Auch den Vergleich mit Wattenscheid, den Schmidt vorgebracht hat, wollen die beiden Sozialdemokraten nicht gelten lassen. "Wir haben uns bei unseren Genossen in Wattenscheid erkundigt. Die Zahlen, mit denen jongliert worden ist, stimmen so nicht. Das sind Taschenspielertricks, die sind unseriös."

Bis 1999 hätte die SPD inWattenscheid die absolute Mehrheit besessen, jetzt sei sie noch immer stärkste Fraktion. Wählergemeinschaft und CDU würden als Koalition den Bürgermeister stellen, aber nicht über jene Finanzmittelverfügung, wie sie Schmidt dargestellt habe. "Da werden Gelder aus der Gebäudesanierung mitgerecht. Für Hohenlimburg müsste das heißen, dass die 2,7 Millionen Euro für die Sanierung der Rundturnhalle in das Haushaltsbudget einbezogen werden. Dann hat der Stadtteil Hohenlimburg auch einen viel höheren Etat."
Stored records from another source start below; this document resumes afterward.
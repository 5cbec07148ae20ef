//! Job Socket: file-backed status records for long-running jobs.

pub mod config;
pub mod error;
pub mod http;
pub mod i18n;
pub mod socket;
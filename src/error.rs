//! Error types for job sockets.

use std::path::PathBuf;

/// Configuration-related errors.
#[derive(Debug, thiserror::Error)]
pub enum ConfigError {
    #[error("Invalid configuration value for {key}: {message}")]
    InvalidValue { key: String, message: String },
}

/// Errors raised while reading, mutating or persisting a socket.
#[derive(Debug, thiserror::Error)]
pub enum SocketError {
    #[error("IO error on {}: {source}", .path.display())]
    Io {
        path: PathBuf,
        #[source]
        source: std::io::Error,
    },

    #[error("Malformed socket document {}: {source}", .path.display())]
    Json {
        path: PathBuf,
        #[source]
        source: serde_json::Error,
    },

    #[error("Value for {path} does not fit the socket document: {reason}")]
    InvalidValue { path: String, reason: String },

    #[error("Socket id {0:?} does not map to a file")]
    InvalidIdentifier(String),
}

impl SocketError {
    pub(crate) fn io(path: impl Into<PathBuf>, source: std::io::Error) -> Self {
        Self::Io {
            path: path.into(),
            source,
        }
    }
}

/// Translation catalog errors.
#[derive(Debug, thiserror::Error)]
pub enum LocaleError {
    #[error("Failed to read catalog {}: {source}", .path.display())]
    Io {
        path: PathBuf,
        #[source]
        source: std::io::Error,
    },

    #[error("Catalog {} is not a flat JSON object of strings: {source}", .path.display())]
    Parse {
        path: PathBuf,
        #[source]
        source: serde_json::Error,
    },
}
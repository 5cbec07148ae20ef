//! REST endpoints: liveness probe and read-only socket fetch.

use std::sync::Arc;

use axum::extract::{Path, State};
use axum::http::StatusCode;
use axum::response::{IntoResponse, Response};
use axum::routing::get;
use axum::{Json, Router, middleware};
use tower_http::cors::CorsLayer;
use tower_http::trace::TraceLayer;
use tracing::{debug, error};

use super::auth::require_bearer;
use crate::socket::{SocketStore, sanitize_id};

/// Shared state for socket routes.
#[derive(Clone)]
pub struct SocketRouteState {
    pub store: SocketStore,
}

/// Build the socket routes under the configured prefix.
///
/// `GET /{prefix}/get/{id}` sits behind the bearer guard when an auth token
/// is configured; `GET /{prefix}/alive` never does.
pub fn socket_routes(store: SocketStore) -> Router {
    let config = store.config();
    let prefix = config.route_prefix.trim_matches('/').to_string();

    let mut read = Router::new().route("/get/{id}", get(get_socket));
    if let Some(token) = config.auth_token.clone() {
        read = read.route_layer(middleware::from_fn_with_state(
            Arc::<str>::from(token),
            require_bearer,
        ));
    }

    let api = Router::new()
        .route("/alive", get(alive))
        .merge(read)
        .with_state(SocketRouteState { store });

    let app = if prefix.is_empty() {
        api
    } else {
        Router::new().nest(&format!("/{prefix}"), api)
    };

    app.layer(TraceLayer::new_for_http())
        .layer(CorsLayer::permissive())
}

/// GET /{prefix}/alive
async fn alive(State(state): State<SocketRouteState>) -> impl IntoResponse {
    let config = state.store.config();
    Json(serde_json::json!({
        "package": {
            "name": env!("CARGO_PKG_NAME"),
            "version": env!("CARGO_PKG_VERSION"),
        },
        "env": config.environment,
        "serverDateTime": config.time_zone.now().to_rfc3339(),
    }))
}

/// GET /{prefix}/get/{id}
///
/// The persisted document, or 404 with an empty body.
async fn get_socket(State(state): State<SocketRouteState>, Path(id): Path<String>) -> Response {
    let id = sanitize_id(&id);
    let store = state.store.clone();
    let lookup_id = id.clone();
    let loaded = tokio::task::spawn_blocking(move || store.create_from_id(&lookup_id)).await;

    match loaded {
        Ok(Ok(Some(socket))) => Json(socket.document()).into_response(),
        Ok(Ok(None)) => {
            debug!(id = %id, "Socket not found");
            StatusCode::NOT_FOUND.into_response()
        }
        Ok(Err(e)) => {
            error!(id = %id, error = %e, "Failed to load socket");
            StatusCode::INTERNAL_SERVER_ERROR.into_response()
        }
        Err(e) => {
            error!(id = %id, error = %e, "Socket load task failed");
            StatusCode::INTERNAL_SERVER_ERROR.into_response()
        }
    }
}
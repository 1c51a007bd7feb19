//! Room configuration
//!
//! Capacity bounds consumed from the environment:
//! `UNO_MIN_PLAYERS` / `UNO_MAX_PLAYERS`.

use std::env;

/// Default minimum number of players to start a game
pub const DEFAULT_MIN_PLAYERS: usize = 2;

/// Default room capacity
pub const DEFAULT_MAX_PLAYERS: usize = 10;

/// Per-room capacity bounds
#[derive(Debug, Clone, Copy)]
pub struct RoomConfig {
    pub min_players: usize,
    pub max_players: usize,
}

impl Default for RoomConfig {
    fn default() -> Self {
        Self {
            min_players: DEFAULT_MIN_PLAYERS,
            max_players: DEFAULT_MAX_PLAYERS,
        }
    }
}

impl RoomConfig {
    /// Read bounds from the environment, falling back to the defaults
    /// for unset or unparseable values. `min_players` never drops below
    /// 2 (the engine rejects smaller games) and `max_players` never
    /// exceeds 10 (the deck cannot deal more opening hands).
    pub fn from_env() -> Self {
        let read = |key: &str, fallback: usize| {
            env::var(key)
                .ok()
                .and_then(|v| v.parse::<usize>().ok())
                .unwrap_or(fallback)
        };

        let min_players = read("UNO_MIN_PLAYERS", DEFAULT_MIN_PLAYERS).clamp(2, DEFAULT_MAX_PLAYERS);
        let max_players =
            read("UNO_MAX_PLAYERS", DEFAULT_MAX_PLAYERS).clamp(min_players, DEFAULT_MAX_PLAYERS);

        Self {
            min_players,
            max_players,
        }
    }
}

#[cfg(test)]
mod tests {
    use super::*;

    #[test]
    fn test_defaults() {
        let config = RoomConfig::default();
        assert_eq!(config.min_players, 2);
        assert_eq!(config.max_players, 10);
    }

    #[test]
    fn test_from_env_falls_back_on_garbage() {
        env::set_var("UNO_MIN_PLAYERS", "not-a-number");
        env::set_var("UNO_MAX_PLAYERS", "1");
        let config = RoomConfig::from_env();
        env::remove_var("UNO_MIN_PLAYERS");
        env::remove_var("UNO_MAX_PLAYERS");

        assert_eq!(config.min_players, DEFAULT_MIN_PLAYERS);
        // Capacity is clamped up to the minimum
        assert_eq!(config.max_players, config.min_players);
    }
}
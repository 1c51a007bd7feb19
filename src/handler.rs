//! WebSocket connection handler
//!
//! Handles individual client connections: WebSocket handshake (the
//! request path selects the room), message parsing, and bidirectional
//! plumbing between the socket and the room actor.

use futures_util::{SinkExt, StreamExt};
use tokio::net::TcpStream;
use tokio::sync::mpsc;
use tokio_tungstenite::tungstenite::handshake::server::{ErrorResponse, Request, Response};
use tokio_tungstenite::tungstenite::Message;
use tracing::{debug, error, info, warn};

use crate::error::AppError;
use crate::lobby::LobbyHandle;
use crate::message::{ClientMessage, ServerMessage};
use crate::room::RoomCommand;
use crate::types::{ConnectionId, RoomId};

/// Room used when the client connects to the bare path `/`
const DEFAULT_ROOM: &str = "lobby";

/// Handle a new TCP connection
///
/// Performs the WebSocket handshake, resolves the target room from the
/// request path, and manages the connection lifecycle.
pub async fn handle_connection(stream: TcpStream, lobby: LobbyHandle) -> Result<(), AppError> {
    let peer_addr = stream
        .peer_addr()
        .map(|a| a.to_string())
        .unwrap_or_else(|_| "unknown".to_string());

    debug!("New TCP connection from {}", peer_addr);

    // WebSocket handshake; the request path names the room
    let mut path = String::new();
    let callback = |req: &Request, resp: Response| -> Result<Response, ErrorResponse> {
        path = req.uri().path().to_string();
        Ok(resp)
    };
    let ws_stream = tokio_tungstenite::accept_hdr_async(stream, callback).await?;
    let (mut ws_sender, mut ws_receiver) = ws_stream.split();

    let mut room_id = RoomId::from_path(&path);
    if room_id.0.is_empty() {
        room_id = RoomId::from_path(DEFAULT_ROOM);
    }

    let conn_id = ConnectionId::new();
    info!(
        "Connection {} from {} attached to room {}",
        conn_id, peer_addr, room_id
    );

    let room = lobby.checkout(room_id).await?;

    // Channel for room -> client messages
    let (msg_tx, mut msg_rx) = mpsc::channel::<ServerMessage>(32);

    if room
        .send(RoomCommand::Connect {
            conn_id,
            sender: msg_tx.clone(),
        })
        .await
        .is_err()
    {
        error!("Failed to register connection {} - room closed", conn_id);
        return Err(AppError::ChannelSend);
    }

    // Read task (WebSocket -> RoomCommand); parse failures are
    // reported back to this connection only
    let room_read = room.clone();
    let err_tx = msg_tx;
    let read_task = tokio::spawn(async move {
        while let Some(msg_result) = ws_receiver.next().await {
            match msg_result {
                Ok(Message::Text(text)) => match decode_client_message(&text) {
                    Ok(client_msg) => {
                        let cmd = client_message_to_command(conn_id, client_msg);
                        if room_read.send(cmd).await.is_err() {
                            debug!("Room closed, ending read task for {}", conn_id);
                            break;
                        }
                    }
                    Err(message) => {
                        warn!("Bad message from {}: {}", conn_id, message);
                        let _ = err_tx.send(ServerMessage::Error { message }).await;
                    }
                },
                Ok(Message::Close(_)) => {
                    debug!("Connection {} sent close frame", conn_id);
                    break;
                }
                Ok(Message::Ping(_)) | Ok(Message::Pong(_)) => {
                    // Pong is handled automatically by tungstenite
                }
                Ok(_) => {
                    // Binary or other frame types - ignore
                }
                Err(e) => {
                    error!("WebSocket error for {}: {}", conn_id, e);
                    break;
                }
            }
        }
        debug!("Read task ended for {}", conn_id);
    });

    // Write task (ServerMessage -> WebSocket)
    let write_task = tokio::spawn(async move {
        while let Some(msg) = msg_rx.recv().await {
            match serde_json::to_string(&msg) {
                Ok(json) => {
                    if ws_sender.send(Message::Text(json.into())).await.is_err() {
                        debug!("WebSocket send failed, ending write task");
                        break;
                    }
                }
                Err(e) => {
                    error!("Failed to serialize message: {}", e);
                    // Continue - don't break on serialization errors
                }
            }
        }
        debug!("Write task ended for connection");

        // Send close frame when done
        let _ = ws_sender.close().await;
    });

    // Wait for either task to complete
    tokio::select! {
        _ = read_task => {
            debug!("Read task completed for {}", conn_id);
        }
        _ = write_task => {
            debug!("Write task completed for {}", conn_id);
        }
    }

    // Transport-level disconnect: the room keeps the player's seat
    let _ = room.send(RoomCommand::Disconnect { conn_id }).await;

    info!("Connection {} closed", conn_id);

    Ok(())
}

/// Decode one inbound frame, distinguishing malformed JSON from an
/// unknown message kind
fn decode_client_message(text: &str) -> Result<ClientMessage, String> {
    let value: serde_json::Value =
        serde_json::from_str(text).map_err(|_| "Invalid message format".to_string())?;
    serde_json::from_value(value).map_err(|e| format!("Unknown message type: {}", e))
}

/// Convert a ClientMessage to a RoomCommand
fn client_message_to_command(conn_id: ConnectionId, msg: ClientMessage) -> RoomCommand {
    match msg {
        ClientMessage::JoinGame { player_name } => RoomCommand::Join {
            conn_id,
            player_name,
        },
        ClientMessage::StartGame => RoomCommand::Start { conn_id },
        ClientMessage::GameAction { action } => RoomCommand::Action { conn_id, action },
        ClientMessage::LeaveGame => RoomCommand::Leave { conn_id },
    }
}

#[cfg(test)]
mod tests {
    use super::*;

    #[test]
    fn test_decode_rejects_non_json() {
        let err = decode_client_message("not json at all").unwrap_err();
        assert_eq!(err, "Invalid message format");
    }

    #[test]
    fn test_decode_rejects_unknown_kind() {
        let err = decode_client_message(r#"{"type": "choose_color"}"#).unwrap_err();
        assert!(err.starts_with("Unknown message type"));
    }

    #[test]
    fn test_decode_accepts_known_kind() {
        let msg = decode_client_message(r#"{"type": "start_game"}"#).unwrap();
        assert!(matches!(msg, ClientMessage::StartGame));
    }

    #[test]
    fn test_message_to_command_carries_connection() {
        let conn_id = ConnectionId::new();
        let cmd = client_message_to_command(
            conn_id,
            ClientMessage::JoinGame {
                player_name: "Alice".into(),
            },
        );
        match cmd {
            RoomCommand::Join {
                conn_id: c,
                player_name,
            } => {
                assert_eq!(c, conn_id);
                assert_eq!(player_name, "Alice");
            }
            _ => panic!("Wrong command"),
        }
    }
}
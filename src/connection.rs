//! Connection handle
//!
//! The opaque per-connection handle the room holds: an id plus the
//! outbound message channel. The room never touches the socket itself.

use tokio::sync::mpsc;

use crate::error::SendError;
use crate::message::ServerMessage;
use crate::types::ConnectionId;

/// Handle to one connected client
#[derive(Debug)]
pub struct Connection {
    /// Unique identifier for this connection
    pub id: ConnectionId,
    /// Server → Client message channel
    pub sender: mpsc::Sender<ServerMessage>,
}

impl Connection {
    /// Create a new connection handle
    pub fn new(id: ConnectionId, sender: mpsc::Sender<ServerMessage>) -> Self {
        Self { id, sender }
    }

    /// Send a message to this client
    ///
    /// Returns an error if the channel is closed (client disconnected).
    pub async fn send(&self, msg: ServerMessage) -> Result<(), SendError> {
        self.sender
            .send(msg)
            .await
            .map_err(|_| SendError::ChannelClosed)
    }
}

#[cfg(test)]
mod tests {
    use super::*;

    #[tokio::test]
    async fn test_send_delivers_message() {
        let (tx, mut rx) = mpsc::channel(8);
        let conn = Connection::new(ConnectionId::new(), tx);

        conn.send(ServerMessage::Error {
            message: "nope".into(),
        })
        .await
        .unwrap();

        match rx.recv().await {
            Some(ServerMessage::Error { message }) => assert_eq!(message, "nope"),
            other => panic!("unexpected: {:?}", other),
        }
    }

    #[tokio::test]
    async fn test_send_fails_after_receiver_dropped() {
        let (tx, rx) = mpsc::channel(8);
        drop(rx);
        let conn = Connection::new(ConnectionId::new(), tx);

        assert!(conn
            .send(ServerMessage::Error {
                message: "gone".into()
            })
            .await
            .is_err());
    }
}
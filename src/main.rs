//! UNO WebSocket game server - Entry Point
//!
//! Starts the TCP listener and lobby actor, accepting connections.

use std::env;

use tokio::net::TcpListener;
use tracing::{error, info};
use tracing_subscriber::EnvFilter;

use uno_server::{handle_connection, Lobby, RoomConfig};

/// Default server address
const DEFAULT_ADDR: &str = "127.0.0.1:8080";

#[tokio::main]
async fn main() -> Result<(), Box<dyn std::error::Error>> {
    // Initialize logging with environment filter
    // Use RUST_LOG env var to control log level
    // e.g., RUST_LOG=debug or RUST_LOG=uno_server=trace
    tracing_subscriber::fmt()
        .with_env_filter(
            EnvFilter::try_from_default_env().unwrap_or_else(|_| EnvFilter::new("uno_server=info")),
        )
        .init();

    // Get bind address from command line or use default
    let addr = env::args()
        .nth(1)
        .unwrap_or_else(|| DEFAULT_ADDR.to_string());

    // Capacity bounds from UNO_MIN_PLAYERS / UNO_MAX_PLAYERS
    let config = RoomConfig::from_env();
    info!(
        "Room capacity: {}-{} players",
        config.min_players, config.max_players
    );

    // Start TCP listener
    let listener = TcpListener::bind(&addr).await?;
    info!("UNO game server listening on {}", addr);

    // Start the lobby actor; rooms are spawned on demand
    let lobby = Lobby::spawn(config);

    // Connection accept loop
    loop {
        match listener.accept().await {
            Ok((stream, addr)) => {
                info!("New connection from {}", addr);
                let lobby = lobby.clone();

                // Spawn handler task for each connection
                tokio::spawn(async move {
                    if let Err(e) = handle_connection(stream, lobby).await {
                        error!("Connection handler error: {}", e);
                    }
                });
            }
            Err(e) => {
                error!("Failed to accept connection: {}", e);
            }
        }
    }
}
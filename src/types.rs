//! Basic type definitions for the game server
//!
//! Provides newtype wrappers for type safety:
//! - `ConnectionId`: UUID-based unique connection identifier
//! - `PlayerId`: stable player identifier derived from the connection
//! - `RoomId`: normalized room identifier taken from the request path

use serde::{Deserialize, Serialize};
use uuid::Uuid;

/// Unique connection identifier (newtype pattern)
///
/// Wraps a UUID v4 for type-safe connection identification.
/// Implements Hash and Eq for use as HashMap keys.
#[derive(Debug, Clone, Copy, PartialEq, Eq, Hash)]
pub struct ConnectionId(pub Uuid);

impl ConnectionId {
    /// Create a new random connection ID
    pub fn new() -> Self {
        Self(Uuid::new_v4())
    }
}

impl Default for ConnectionId {
    fn default() -> Self {
        Self::new()
    }
}

impl std::fmt::Display for ConnectionId {
    fn fmt(&self, f: &mut std::fmt::Formatter<'_>) -> std::fmt::Result {
        write!(f, "{}", self.0)
    }
}

/// Stable player identifier
///
/// Derived from the connection that joined the game; outlives transport
/// disconnects (only an explicit leave removes the player).
#[derive(Debug, Clone, PartialEq, Eq, Hash, Serialize, Deserialize)]
#[serde(transparent)]
pub struct PlayerId(pub String);

impl PlayerId {
    /// Derive the player ID for a connection
    pub fn from_connection(conn_id: ConnectionId) -> Self {
        Self(format!("player-{}", conn_id))
    }
}

impl std::fmt::Display for PlayerId {
    fn fmt(&self, f: &mut std::fmt::Formatter<'_>) -> std::fmt::Result {
        write!(f, "{}", self.0)
    }
}

/// Room identifier
///
/// Taken from the WebSocket request path (e.g. `/my-room`), normalized
/// to lowercase so `/UNO` and `/uno` land in the same room.
#[derive(Debug, Clone, PartialEq, Eq, Hash)]
pub struct RoomId(pub String);

impl RoomId {
    /// Create a RoomId from a raw path segment (trims slashes, lowercases)
    pub fn from_path(path: &str) -> Self {
        Self(path.trim_matches('/').to_lowercase())
    }
}

impl std::fmt::Display for RoomId {
    fn fmt(&self, f: &mut std::fmt::Formatter<'_>) -> std::fmt::Result {
        write!(f, "{}", self.0)
    }
}

#[cfg(test)]
mod tests {
    use super::*;

    #[test]
    fn test_connection_id_unique() {
        let id1 = ConnectionId::new();
        let id2 = ConnectionId::new();
        assert_ne!(id1, id2);
    }

    #[test]
    fn test_player_id_stable_per_connection() {
        let conn = ConnectionId::new();
        assert_eq!(
            PlayerId::from_connection(conn),
            PlayerId::from_connection(conn)
        );
        assert!(PlayerId::from_connection(conn).0.starts_with("player-"));
    }

    #[test]
    fn test_room_id_normalized() {
        let id = RoomId::from_path("/My-Room/");
        assert_eq!(id.0, "my-room");
        assert_eq!(RoomId::from_path("/UNO"), RoomId::from_path("uno"));
    }
}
Und mit einem Blick zum verwaisten Kirchenbergbad sagen die Genossen: "Wir müssen dort bei der weiteren Planung eine gute 1-B-Lösung finden. Im Ratsbeschluss steht, dass das Gelände für Freizeit und Sport genutzt werden soll." Gleichwohl halten sie auch eine Wohnbebauung für möglich.